# Task prompt
Below are lines of data, and only some are wanted. Please repeat exactly those from the line that has "for data errors." through the line that has "let field_error = field_error_from_data_error(&err.body_text());".

# Supplied material
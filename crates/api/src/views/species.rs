use serde::Serialize;
use zoo_core::types::DbId;
use zoo_db::models::species::SpeciesWithFamily;

use super::family::FamilyView;

/// Species as returned to clients, with the owning family embedded.
///
/// Writes accept a `family_id` instead; it is never echoed back.
#[derive(Debug, Clone, Serialize)]
pub struct SpeciesView {
    pub id: DbId,
    pub common_name: String,
    pub scientific_name: String,
    pub family: Option<FamilyView>,
    pub endangered: bool,
}

impl From<SpeciesWithFamily> for SpeciesView {
    fn from(row: SpeciesWithFamily) -> Self {
        let family = row.family_name.map(|name| FamilyView {
            id: row.species.family_id,
            name,
        });
        Self {
            id: row.species.id,
            common_name: row.species.common_name,
            scientific_name: row.species.scientific_name,
            family,
            endangered: row.species.endangered,
        }
    }
}
//! Request body extractor with structured validation errors.

use axum::extract::rejection::JsonRejection;
use axum::extract::{FromRequest, Request};
use axum::Json;
use serde::de::DeserializeOwned;
use validator::Validate;
use zoo_core::error::{CoreError, FieldError};

use crate::error::AppError;

/// Prefix axum puts in front of serde's message for data errors.
const DATA_ERROR_PREFIX: &str = "Failed to deserialize the JSON body into the target type: ";

/// Field reported when serde cannot attribute an error to a field.
const BODY_FIELD: &str = "body";

/// JSON body that has been deserialized and checked with `validator`.
///
/// Missing or mistyped fields and rule violations become
/// `400 VALIDATION_ERROR` naming the offending field. Unparseable bodies and
/// a wrong content type stay `400 BAD_REQUEST`.
#[derive(Debug)]
pub struct ValidatedJson<T>(pub T);

impl<S, T> FromRequest<S> for ValidatedJson<T>
where
    T: DeserializeOwned + Validate,
    S: Send + Sync,
{
    type Rejection = AppError;

    async fn from_request(req: Request, state: &S) -> Result<Self, Self::Rejection> {
        let Json(value) = Json::<T>::from_request(req, state)
            .await
            .map_err(rejection_to_error)?;
        value.validate().map_err(CoreError::from)?;
        Ok(Self(value))
    }
}

fn rejection_to_error(rejection: JsonRejection) -> AppError {
    match rejection {
        JsonRejection::JsonDataError(err) => {
            let field_error = field_error_from_data_error(&err.body_text());
            tracing::debug!(field = %field_error.field, "Rejecting request body");
            AppError::Core(CoreError::InvalidField(field_error))
        }
        other => AppError::BadRequest(other.body_text()),
    }
}

/// Turn serde's data-error text into a [`FieldError`].
///
/// Handles `missing field `x``, and `path.to.x: <message>` as produced for
/// errors below the root. Anything else is attributed to `body`.
fn field_error_from_data_error(text: &str) -> FieldError {
    let detail = strip_position(text.strip_prefix(DATA_ERROR_PREFIX).unwrap_or(text));

    if let Some(field) = backticked_after(detail, "missing field `") {
        return FieldError::new(field, "This field is required.");
    }

    if let Some((path, message)) = detail.split_once(": ") {
        if let Some(field) = last_path_segment(path) {
            return FieldError::new(field, message);
        }
    }

    FieldError::new(BODY_FIELD, detail)
}

/// Drop serde_json's trailing ` at line N column M`.
fn strip_position(text: &str) -> &str {
    match text.rfind(" at line ") {
        Some(idx) if text[idx..].contains(" column ") => &text[..idx],
        _ => text,
    }
}

fn backticked_after<'a>(text: &'a str, marker: &str) -> Option<&'a str> {
    let start = text.find(marker)? + marker.len();
    let len = text[start..].find('`')?;
    Some(&text[start..start + len])
}

/// `species_ids[2]` -> `species_ids`, `a.b` -> `b`. `None` when `path` does
/// not look like a field path.
fn last_path_segment(path: &str) -> Option<&str> {
    if path.is_empty() || path.contains(char::is_whitespace) {
        return None;
    }
    let segment = path.rsplit('.').find(|s| !s.is_empty())?;
    let segment = segment.split('[').next().unwrap_or(segment);
    (!segment.is_empty() && segment != "?").then_some(segment)
}
//! Authentication and authorization extractors for the admin console.
//!
//! - [`auth::AuthUser`] -- Extracts the authenticated user from a JWT Bearer token.
//! - [`rbac::RequireAdmin`] -- Requires the `admin` role.

pub mod auth;
pub mod rbac;
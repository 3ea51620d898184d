//! Repository for the `species` table.

use sqlx::PgPool;
use zoo_core::search::{contains_pattern, non_blank};
use zoo_core::types::DbId;

use crate::models::species::{
    CreateSpecies, Species, SpeciesFilter, SpeciesWithFamily, UpdateSpecies,
};

/// Column list for the `species` table.
const COLUMNS: &str =
    "id, common_name, scientific_name, family_id, endangered, created_at, updated_at";

/// Species columns plus the owning family's name (aliases `s` and `f`).
const WITH_FAMILY_COLUMNS: &str = "s.id, s.common_name, s.scientific_name, s.family_id, \
    s.endangered, s.created_at, s.updated_at, f.name AS family_name";

/// Provides CRUD operations for species.
pub struct SpeciesRepo;

impl SpeciesRepo {
    /// Insert a new species, returning the created row.
    pub async fn create(pool: &PgPool, input: &CreateSpecies) -> Result<Species, sqlx::Error> {
        let query = format!(
            "INSERT INTO species (common_name, scientific_name, family_id, endangered) \
             VALUES ($1, $2, $3, COALESCE($4, false)) \
             RETURNING {COLUMNS}"
        );
        sqlx::query_as::<_, Species>(&query)
            .bind(&input.common_name)
            .bind(&input.scientific_name)
            .bind(input.family_id)
            .bind(input.endangered)
            .fetch_one(pool)
            .await
    }

    /// Find a species by its internal ID.
    pub async fn find_by_id(pool: &PgPool, id: DbId) -> Result<Option<Species>, sqlx::Error> {
        let query = format!("SELECT {COLUMNS} FROM species WHERE id = $1");
        sqlx::query_as::<_, Species>(&query)
            .bind(id)
            .fetch_optional(pool)
            .await
    }

    /// Find a species by ID together with its family name.
    pub async fn find_with_family(
        pool: &PgPool,
        id: DbId,
    ) -> Result<Option<SpeciesWithFamily>, sqlx::Error> {
        let query = format!(
            "SELECT {WITH_FAMILY_COLUMNS} \
             FROM species s \
             LEFT JOIN families f ON f.id = s.family_id \
             WHERE s.id = $1"
        );
        sqlx::query_as::<_, SpeciesWithFamily>(&query)
            .bind(id)
            .fetch_optional(pool)
            .await
    }

    /// List all species with their family, ordered by scientific name.
    pub async fn list(pool: &PgPool) -> Result<Vec<SpeciesWithFamily>, sqlx::Error> {
        Self::list_filtered(pool, &SpeciesFilter::default()).await
    }

    /// List species matching the given filters, ordered by scientific name.
    ///
    /// `search` matches either the common or the scientific name.
    pub async fn list_filtered(
        pool: &PgPool,
        filter: &SpeciesFilter,
    ) -> Result<Vec<SpeciesWithFamily>, sqlx::Error> {
        let search = non_blank(filter.search.as_deref()).map(contains_pattern);

        // Build dynamic WHERE clauses.
        let mut conditions = Vec::new();
        let mut bind_idx = 1u32;

        if filter.family_id.is_some() {
            conditions.push(format!("s.family_id = ${bind_idx}"));
            bind_idx += 1;
        }
        if filter.endangered.is_some() {
            conditions.push(format!("s.endangered = ${bind_idx}"));
            bind_idx += 1;
        }
        if search.is_some() {
            conditions.push(format!(
                "(s.common_name ILIKE ${bind_idx} OR s.scientific_name ILIKE ${bind_idx})"
            ));
        }

        let where_clause = if conditions.is_empty() {
            String::new()
        } else {
            format!("WHERE {}", conditions.join(" AND "))
        };

        let query = format!(
            "SELECT {WITH_FAMILY_COLUMNS} \
             FROM species s \
             LEFT JOIN families f ON f.id = s.family_id \
             {where_clause} \
             ORDER BY s.scientific_name"
        );

        let mut q = sqlx::query_as::<_, SpeciesWithFamily>(&query);
        if let Some(family_id) = filter.family_id {
            q = q.bind(family_id);
        }
        if let Some(endangered) = filter.endangered {
            q = q.bind(endangered);
        }
        if let Some(pattern) = search {
            q = q.bind(pattern);
        }
        q.fetch_all(pool).await
    }

    /// List the species associated with a facility, ordered by scientific name.
    pub async fn list_for_facility(
        pool: &PgPool,
        facility_id: DbId,
    ) -> Result<Vec<SpeciesWithFamily>, sqlx::Error> {
        let query = format!(
            "SELECT {WITH_FAMILY_COLUMNS} \
             FROM species s \
             JOIN facility_species fs ON fs.species_id = s.id \
             LEFT JOIN families f ON f.id = s.family_id \
             WHERE fs.facility_id = $1 \
             ORDER BY s.scientific_name"
        );
        sqlx::query_as::<_, SpeciesWithFamily>(&query)
            .bind(facility_id)
            .fetch_all(pool)
            .await
    }

    /// Update a species. Only non-`None` fields are applied.
    ///
    /// Returns `None` if no row with the given `id` exists.
    pub async fn update(
        pool: &PgPool,
        id: DbId,
        input: &UpdateSpecies,
    ) -> Result<Option<Species>, sqlx::Error> {
        let query = format!(
            "UPDATE species SET \
                common_name = COALESCE($2, common_name), \
                scientific_name = COALESCE($3, scientific_name), \
                family_id = COALESCE($4, family_id), \
                endangered = COALESCE($5, endangered) \
             WHERE id = $1 \
             RETURNING {COLUMNS}"
        );
        sqlx::query_as::<_, Species>(&query)
            .bind(id)
            .bind(&input.common_name)
            .bind(&input.scientific_name)
            .bind(input.family_id)
            .bind(input.endangered)
            .fetch_optional(pool)
            .await
    }

    /// Delete a species by ID. Its facility associations go with it.
    ///
    /// Returns `true` if a row was deleted.
    pub async fn delete(pool: &PgPool, id: DbId) -> Result<bool, sqlx::Error> {
        let result = sqlx::query("DELETE FROM species WHERE id = $1")
            .bind(id)
            .execute(pool)
            .await?;
        Ok(result.rows_affected() > 0)
    }
}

# Finished exercise
/// Prefix axum puts in front of serde's message for data errors.
const DATA_ERROR_PREFIX: &str = "Failed to deserialize the JSON body into the target type: ";

/// Field reported when serde cannot attribute an error to a field.
const BODY_FIELD: &str = "body";

/// JSON body that has been deserialized and checked with `validator`.
///
/// Missing or mistyped fields and rule violations become
/// `400 VALIDATION_ERROR` naming the offending field. Unparseable bodies and
/// a wrong content type stay `400 BAD_REQUEST`.
#[derive(Debug)]
pub struct ValidatedJson<T>(pub T);

impl<S, T> FromRequest<S> for ValidatedJson<T>
where
    T: DeserializeOwned + Validate,
    S: Send + Sync,
{
    type Rejection = AppError;

    async fn from_request(req: Request, state: &S) -> Result<Self, Self::Rejection> {
        let Json(value) = Json::<T>::from_request(req, state)
            .await
            .map_err(rejection_to_error)?;
        value.validate().map_err(CoreError::from)?;
        Ok(Self(value))
    }
}

fn rejection_to_error(rejection: JsonRejection) -> AppError {
    match rejection {
        JsonRejection::JsonDataError(err) => {
            let field_error = field_error_from_data_error(&err.body_text());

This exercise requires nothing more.